In the listing below, find the line containing "assert_eq!(out.events, TickEvents::default());" and the line containing "g.state.sim.water_level = 200.0;". Repeat exactly those two lines and every line between them.

Start of PROVIDED DATA

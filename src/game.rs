//! Run lifecycle: title screen, frame loop, game over, restart
//!
//! `Game` is platform independent. The browser front end feeds it animation
//! frame timestamps and key events; the native autopilot drives it the same
//! way with a synthetic clock.

use crate::highscores::{PersonalBest, ScoreSubmission, SubmitRetry};
use crate::identity::Identity;
use crate::persistence::KeyValueStore;
use crate::settings::{QualityPreset, Settings};
use crate::sim::{self, GameState, TickEvents};
use crate::tuning::Tuning;

/// `KeyboardEvent.code` of the pump key
pub const PUMP_KEY: &str = "Space";

/// Produced exactly once when a run floods
#[derive(Debug, Clone, PartialEq, Eq)]
pub struct GameOverReport {
    /// Whole seconds survived
    pub score: u32,
    pub previous_best: u32,
    pub new_personal_best: bool,
    pub submission: ScoreSubmission,
}

impl GameOverReport {
    pub fn final_score_text(&self) -> String {
        format!("Final Score: {}s", self.score)
    }
}

/// Result of one animation frame
#[derive(Debug, Clone, Default, PartialEq)]
pub struct FrameOutcome {
    /// Clamped delta actually simulated, seconds
    pub dt: f32,
    pub events: TickEvents,
    pub game_over: Option<GameOverReport>,
}

/// Rolling FPS over the last 60 frame timestamps
#[derive(Debug, Clone)]
pub struct FpsCounter {
    frame_times: [f64; 60],
    frame_index: usize,
    fps: u32,
}

impl Default for FpsCounter {
    fn default() -> Self {
        Self {
            frame_times: [0.0; 60],
            frame_index: 0,
            fps: 0,
        }
    }
}

impl FpsCounter {
    pub fn record(&mut self, time_ms: f64) {
        self.frame_times[self.frame_index] = time_ms;
        self.frame_index = (self.frame_index + 1) % 60;

        // Oldest sample is the one about to be overwritten
        let oldest_time = self.frame_times[self.frame_index];
        if oldest_time > 0.0 {
            let elapsed = time_ms - oldest_time;
            if elapsed > 0.0 {
                self.fps = (60000.0 / elapsed).round() as u32;
            }
        }
    }

    pub fn fps(&self) -> u32 {
        self.fps
    }
}

/// Game instance holding all state
#[derive(Debug, Clone)]
pub struct Game {
    pub state: GameState,
    pub settings: Settings,
    pub identity: Identity,
    pub personal_best: PersonalBest,
    last_time: Option<f64>,
    fps: FpsCounter,
    /// Bumped whenever the player changes; async work started under an older
    /// value must not touch the UI
    session: u64,
}

impl Game {
    pub fn new(seed: u64, tuning: Tuning, settings: Settings) -> Self {
        Self {
            state: GameState::new(seed, tuning, settings.pool_sizes()),
            settings,
            identity: Identity::Anonymous,
            personal_best: PersonalBest::default(),
            last_time: None,
            fps: FpsCounter::default(),
            session: 0,
        }
    }

    /// Restore tuning, settings and personal best from storage
    pub fn load(seed: u64, store: &impl KeyValueStore) -> Self {
        let tuning = Tuning::load(store);
        let settings = Settings::load(store);
        let mut game = Self::new(seed, tuning, settings);
        game.personal_best = PersonalBest::load(store);
        log::info!(
            "Game initialized with seed {} (personal best {}s)",
            seed,
            game.personal_best.best
        );
        game
    }

    pub fn fps(&self) -> u32 {
        self.fps.fps()
    }

    pub fn session(&self) -> u64 {
        self.session
    }

    /// Switch quality preset; pools are resized on the next (re)start
    pub fn set_quality(&mut self, preset: QualityPreset) {
        if preset != self.settings.quality {
            log::info!("Quality preset: {}", preset.as_str());
            self.settings.apply_preset(preset);
        }
    }

    /// Retry budget for this run's score submission
    pub fn submit_retry(&self) -> SubmitRetry {
        SubmitRetry::new(
            self.state.tuning.submit_retries,
            self.state.tuning.submit_retry_delay_ms,
        )
    }

    /// Advance one animation frame at `time_ms` (monotonic milliseconds).
    ///
    /// The first frame after a (re)start simulates zero time; afterwards the
    /// delta is clamped to `max_frame_dt` so a backgrounded tab cannot flood
    /// the shaft in one step.
    pub fn frame(&mut self, time_ms: f64) -> FrameOutcome {
        self.fps.record(time_ms);

        let dt = match self.last_time {
            Some(last) => (((time_ms - last) / 1000.0) as f32).clamp(0.0, self.state.tuning.max_frame_dt),
            None => 0.0,
        };
        self.last_time = Some(time_ms);

        let events = sim::tick(&mut self.state, dt);
        let game_over = events.game_over.then(|| self.finish_run());

        FrameOutcome {
            dt,
            events,
            game_over,
        }
    }

    /// Title screen -> running. Applies one nudge tick so water starts moving
    /// before the first animation frame arrives.
    pub fn start(&mut self) -> bool {
        if self.state.sim.is_game_started() {
            return false;
        }
        self.begin(self.state.seed);
        true
    }

    /// Fresh run straight from the game-over screen
    pub fn restart(&mut self, seed: u64) {
        self.begin(seed);
    }

    fn begin(&mut self, seed: u64) {
        let pools = self.settings.pool_sizes();
        if pools.raindrops != self.state.raindrops.len() || pools.clouds != self.state.clouds.len() {
            self.state = GameState::new(seed, self.state.tuning.clone(), pools);
        } else {
            self.state.reseed(seed);
        }
        self.state.begin_run();
        self.last_time = None;
        let nudge = self.state.tuning.start_nudge_dt;
        sim::tick(&mut self.state, nudge);
        log::info!("Run started with seed {}", seed);
    }

    /// Back to the title screen, e.g. after a wallet change
    pub fn reset_to_title(&mut self) {
        self.state.reset();
        self.last_time = None;
    }

    /// Returns true if a pump stroke was applied
    pub fn key_down(&mut self, code: &str) -> bool {
        if code != PUMP_KEY || !self.state.sim.is_game_started() {
            return false;
        }
        sim::press_pump(&mut self.state)
    }

    pub fn key_up(&mut self, code: &str) {
        if code == PUMP_KEY {
            sim::release_pump(&mut self.state);
        }
    }

    /// Replace the active identity. Always starts a new session on the title
    /// screen, even for the same wallet reconnecting.
    pub fn set_identity(&mut self, identity: Identity) {
        if identity != self.identity {
            log::info!("Player is now {}", identity.short_label());
        }
        self.identity = identity;
        self.session = self.session.wrapping_add(1);
        self.reset_to_title();
    }

    /// `Time: 12s (2.4x)`
    pub fn hud_text(&self) -> String {
        format!(
            "Time: {}s ({:.1}x)",
            self.state.sim.score(),
            self.state.effective_multiplier()
        )
    }

    fn finish_run(&mut self) -> GameOverReport {
        let score = self.state.sim.score();
        let previous_best = self.personal_best.best;
        let new_personal_best = self.personal_best.record(score);
        if new_personal_best {
            log::info!("New personal best: {}s", score);
        }
        GameOverReport {
            score,
            previous_best,
            new_personal_best,
            submission: ScoreSubmission::new(self.identity.wallet_str(), score),
        }
    }
}

#[cfg(test)]
mod tests {
    use super::*;
    use crate::consts::PIT_HEIGHT;
    use crate::persistence::MemoryStore;
    use crate::sim::GamePhase;

    fn dry_tuning() -> Tuning {
        Tuning {
            rain_chance_per_frame: 0.0,
            ..Default::default()
        }
    }

    fn game() -> Game {
        Game::new(3, dry_tuning(), Settings::default())
    }

    #[test]
    fn test_title_screen_does_not_advance() {
        let mut g = game();
        g.frame(0.0);
        let out = g.frame(500.0);
        assert_eq!(out.events, TickEvents::default());
        assert_eq!(g.state.sim.water_level, 0.0);
        assert!(!g.key_down(PUMP_KEY));
    }

    #[test]
    fn test_start_applies_nudge() {
        let mut g = game();
        assert!(g.start());
        assert!(!g.start());
        assert_eq!(g.state.sim.phase, GamePhase::Running);
        assert!((g.state.sim.game_time - 0.016).abs() < 1e-6);
        assert!(g.state.sim.water_level > 0.0);
    }

    #[test]
    fn test_first_frame_is_zero_and_dt_clamped() {
        let mut g = game();
        g.start();
        let first = g.frame(10_000.0);
        assert_eq!(first.dt, 0.0);
        let long_pause = g.frame(15_000.0);
        assert!((long_pause.dt - 0.1).abs() < 1e-6);
        let backwards = g.frame(14_000.0);
        assert_eq!(backwards.dt, 0.0);
    }

    #[test]
    fn test_space_pumps_once_per_press() {
        let mut g = game();
        g.start();
        g.state.sim.water_level = 200.0;
        assert!(g.key_down(PUMP_KEY));
        assert_eq!(g.state.sim.water_level, 120.0);
        assert!(!g.key_down("KeyA"));
        g.key_up(PUMP_KEY);
        assert!(!g.state.lever.pumping);
    }

    #[test]
    fn test_game_over_reported_once() {
        let mut g = game();
        g.identity = Identity::Wallet("0xabc".into());
        g.start();
        g.frame(0.0);
        g.state.sim.water_level = PIT_HEIGHT - 1.0;
        g.state.sim.game_time = 41.7;

        let out = g.frame(50.0);
        let report = out.game_over.expect("flooded");
        assert_eq!(report.score, 41);
        assert!(report.new_personal_best);
        assert_eq!(report.submission, ScoreSubmission::new("0xabc", 41));
        assert_eq!(report.final_score_text(), "Final Score: 41s");

        assert_eq!(g.frame(100.0).game_over, None);
        assert_eq!(g.personal_best.best, 41);
    }

    #[test]
    fn test_worse_run_keeps_best() {
        let mut g = game();
        g.personal_best.best = 100;
        g.start();
        g.frame(0.0);
        g.state.sim.water_level = PIT_HEIGHT;
        let report = g.frame(16.0).game_over.expect("flooded");
        assert!(!report.new_personal_best);
        assert_eq!(report.previous_best, 100);
        assert_eq!(report.submission.wallet, "Anonymous");
    }

    #[test]
    fn test_restart_is_fresh_run() {
        let mut g = game();
        g.start();
        g.state.sim.water_level = PIT_HEIGHT;
        g.frame(0.0);
        g.frame(16.0);
        assert!(g.state.sim.is_game_over());

        g.restart(99);
        assert!(g.state.sim.is_running());
        assert!(g.state.sim.water_level < 2.0);
        assert_eq!(g.state.seed, 99);
        assert_eq!(g.frame(1_000.0).dt, 0.0);
    }

    #[test]
    fn test_quality_change_applies_on_restart() {
        let mut g = game();
        g.settings = Settings::from_preset(crate::settings::QualityPreset::High);
        assert_eq!(g.state.raindrops.len(), 100);
        g.restart(1);
        assert_eq!(g.state.raindrops.len(), 160);
        assert_eq!(g.state.clouds.len(), 7);
    }

    #[test]
    fn test_identity_change_returns_to_title() {
        let mut g = game();
        g.start();
        g.set_identity(Identity::Wallet("0xdef".into()));
        assert_eq!(g.state.sim.phase, GamePhase::NotStarted);
        assert_eq!(g.state.sim.water_level, 0.0);
    }

    #[test]
    fn test_identity_change_starts_new_session() {
        let mut g = game();
        let before = g.session();
        g.set_identity(Identity::Wallet("0xdef".into()));
        let connected = g.session();
        assert_ne!(connected, before);

        // Disconnecting invalidates work started while connected
        g.set_identity(Identity::Anonymous);
        assert_ne!(g.session(), connected);

        // Frames and runs do not
        let current = g.session();
        g.start();
        g.frame(0.0);
        g.restart(5);
        assert_eq!(g.session(), current);
    }

    #[test]
    fn test_quality_from_query_applies_on_restart() {
        let mut g = game();
        let preset = QualityPreset::from_query("?quality=low").expect("preset");
        g.set_quality(preset);
        assert!(!g.settings.sparkles);
        assert_eq!(g.state.raindrops.len(), 100);
        g.restart(2);
        assert_eq!(g.state.raindrops.len(), 40);
        assert_eq!(g.state.clouds.len(), 3);
    }

    #[test]
    fn test_hud_text() {
        let mut g = game();
        g.start();
        g.state.sim.game_time = 12.9;
        g.state.sim.difficulty = 1.2;
        assert_eq!(g.hud_text(), "Time: 12s (1.2x)");
        g.state.weather.is_raining = true;
        assert_eq!(g.hud_text(), "Time: 12s (2.4x)");
    }

    #[test]
    fn test_load_restores_personal_best() {
        let mut store = MemoryStore::new();
        store.set(PersonalBest::STORAGE_KEY, "27");
        store.set(Tuning::STORAGE_KEY, r#"{ "pump_power": 60.0 }"#);
        let g = Game::load(1, &store);
        assert_eq!(g.personal_best.best, 27);
        assert_eq!(g.settings, Settings::default());
        assert_eq!(g.state.tuning.pump_power, 60.0);
    }

    #[test]
    fn test_fps_counter() {
        let mut fps = FpsCounter::default();
        for i in 1..=120 {
            fps.record(i as f64 * 1000.0 / 60.0);
        }
        assert!((59..=61).contains(&fps.fps()));
    }
}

End of PROVIDED DATA

- [ANSWER TO THE PROBLEM]:
        assert_eq!(out.events, TickEvents::default());
        assert_eq!(g.state.sim.water_level, 0.0);
        assert!(!g.key_down(PUMP_KEY));
    }

    #[test]
    fn test_start_applies_nudge() {
        let mut g = game();
        assert!(g.start());
        assert!(!g.start());
        assert_eq!(g.state.sim.phase, GamePhase::Running);
        assert!((g.state.sim.game_time - 0.016).abs() < 1e-6);
        assert!(g.state.sim.water_level > 0.0);
    }

    #[test]
    fn test_first_frame_is_zero_and_dt_clamped() {
        let mut g = game();
        g.start();
        let first = g.frame(10_000.0);
        assert_eq!(first.dt, 0.0);
        let long_pause = g.frame(15_000.0);
        assert!((long_pause.dt - 0.1).abs() < 1e-6);
        let backwards = g.frame(14_000.0);
        assert_eq!(backwards.dt, 0.0);
    }

    #[test]
    fn test_space_pumps_once_per_press() {
        let mut g = game();
        g.start();
        g.state.sim.water_level = 200.0;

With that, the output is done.